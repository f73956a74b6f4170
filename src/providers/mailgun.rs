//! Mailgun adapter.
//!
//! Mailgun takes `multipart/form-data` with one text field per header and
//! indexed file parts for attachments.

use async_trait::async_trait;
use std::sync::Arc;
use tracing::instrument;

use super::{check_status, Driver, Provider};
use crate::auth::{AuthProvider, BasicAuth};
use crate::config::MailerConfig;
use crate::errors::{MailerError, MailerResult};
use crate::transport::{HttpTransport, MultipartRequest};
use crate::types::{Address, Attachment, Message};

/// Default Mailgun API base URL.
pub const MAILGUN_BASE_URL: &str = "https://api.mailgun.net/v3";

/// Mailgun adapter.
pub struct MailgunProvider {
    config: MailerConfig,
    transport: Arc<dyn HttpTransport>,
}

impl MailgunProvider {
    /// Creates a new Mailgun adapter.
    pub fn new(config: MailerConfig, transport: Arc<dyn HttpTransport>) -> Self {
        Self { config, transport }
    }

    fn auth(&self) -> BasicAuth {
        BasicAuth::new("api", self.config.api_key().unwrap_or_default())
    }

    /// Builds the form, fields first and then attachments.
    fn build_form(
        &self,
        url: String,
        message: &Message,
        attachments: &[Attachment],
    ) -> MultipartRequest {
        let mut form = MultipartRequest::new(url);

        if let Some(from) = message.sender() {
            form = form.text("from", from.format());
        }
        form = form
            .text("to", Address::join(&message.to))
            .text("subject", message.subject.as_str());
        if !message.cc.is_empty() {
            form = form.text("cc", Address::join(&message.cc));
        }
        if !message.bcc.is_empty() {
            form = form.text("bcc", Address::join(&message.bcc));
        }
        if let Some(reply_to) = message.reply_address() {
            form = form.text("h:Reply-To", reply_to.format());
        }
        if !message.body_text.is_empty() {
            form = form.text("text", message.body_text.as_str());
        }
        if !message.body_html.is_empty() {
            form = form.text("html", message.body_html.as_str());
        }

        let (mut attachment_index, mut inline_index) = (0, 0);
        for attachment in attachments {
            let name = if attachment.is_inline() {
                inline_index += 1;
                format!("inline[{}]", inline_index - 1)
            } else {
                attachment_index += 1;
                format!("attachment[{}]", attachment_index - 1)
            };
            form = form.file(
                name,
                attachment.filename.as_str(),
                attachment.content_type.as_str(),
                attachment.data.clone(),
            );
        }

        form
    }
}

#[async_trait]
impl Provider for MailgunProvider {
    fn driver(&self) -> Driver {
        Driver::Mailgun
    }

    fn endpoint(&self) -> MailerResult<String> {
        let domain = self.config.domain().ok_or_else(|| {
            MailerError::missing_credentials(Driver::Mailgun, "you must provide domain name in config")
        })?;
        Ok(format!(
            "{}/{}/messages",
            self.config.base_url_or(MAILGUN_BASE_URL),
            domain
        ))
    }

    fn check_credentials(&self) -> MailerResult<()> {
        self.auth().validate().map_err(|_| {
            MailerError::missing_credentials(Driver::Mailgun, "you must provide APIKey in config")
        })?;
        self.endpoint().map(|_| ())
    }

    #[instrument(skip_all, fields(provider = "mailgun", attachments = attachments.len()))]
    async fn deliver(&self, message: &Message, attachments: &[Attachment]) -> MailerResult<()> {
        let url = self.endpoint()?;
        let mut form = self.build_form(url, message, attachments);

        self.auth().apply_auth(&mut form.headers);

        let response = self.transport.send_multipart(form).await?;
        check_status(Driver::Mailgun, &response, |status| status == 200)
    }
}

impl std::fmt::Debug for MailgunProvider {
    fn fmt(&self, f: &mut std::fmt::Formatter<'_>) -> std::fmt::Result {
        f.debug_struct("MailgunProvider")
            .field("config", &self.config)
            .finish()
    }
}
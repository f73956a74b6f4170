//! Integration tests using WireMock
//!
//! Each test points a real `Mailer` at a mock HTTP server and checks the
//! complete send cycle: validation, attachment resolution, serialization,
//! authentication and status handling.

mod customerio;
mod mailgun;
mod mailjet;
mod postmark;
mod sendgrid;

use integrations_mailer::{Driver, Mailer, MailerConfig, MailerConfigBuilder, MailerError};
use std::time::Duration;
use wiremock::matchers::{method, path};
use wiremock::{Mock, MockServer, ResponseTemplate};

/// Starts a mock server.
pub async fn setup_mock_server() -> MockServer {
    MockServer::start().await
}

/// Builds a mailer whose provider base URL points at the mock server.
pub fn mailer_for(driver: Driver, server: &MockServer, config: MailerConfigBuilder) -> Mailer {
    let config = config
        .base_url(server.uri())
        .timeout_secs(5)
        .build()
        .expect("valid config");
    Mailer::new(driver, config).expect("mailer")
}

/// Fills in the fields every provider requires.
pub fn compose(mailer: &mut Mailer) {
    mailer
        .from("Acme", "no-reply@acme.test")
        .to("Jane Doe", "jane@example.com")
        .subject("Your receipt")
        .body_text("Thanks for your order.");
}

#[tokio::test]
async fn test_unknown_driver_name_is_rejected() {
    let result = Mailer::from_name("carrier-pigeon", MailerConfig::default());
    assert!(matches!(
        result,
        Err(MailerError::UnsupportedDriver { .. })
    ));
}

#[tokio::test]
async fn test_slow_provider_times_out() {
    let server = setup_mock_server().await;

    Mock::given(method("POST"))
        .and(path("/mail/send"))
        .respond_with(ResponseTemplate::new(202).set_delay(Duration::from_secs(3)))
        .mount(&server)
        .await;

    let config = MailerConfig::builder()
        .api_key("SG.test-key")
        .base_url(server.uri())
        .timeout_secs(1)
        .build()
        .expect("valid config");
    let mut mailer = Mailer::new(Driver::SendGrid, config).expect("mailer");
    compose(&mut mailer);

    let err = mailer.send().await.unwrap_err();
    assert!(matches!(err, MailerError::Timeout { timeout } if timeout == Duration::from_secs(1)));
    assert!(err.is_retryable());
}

──────────────────────────────

▶ [Directions]: How many of the listing's lines contain "ResponseTemplate"? Respond with a single number and nothing else.

▶ [Task solution]: 2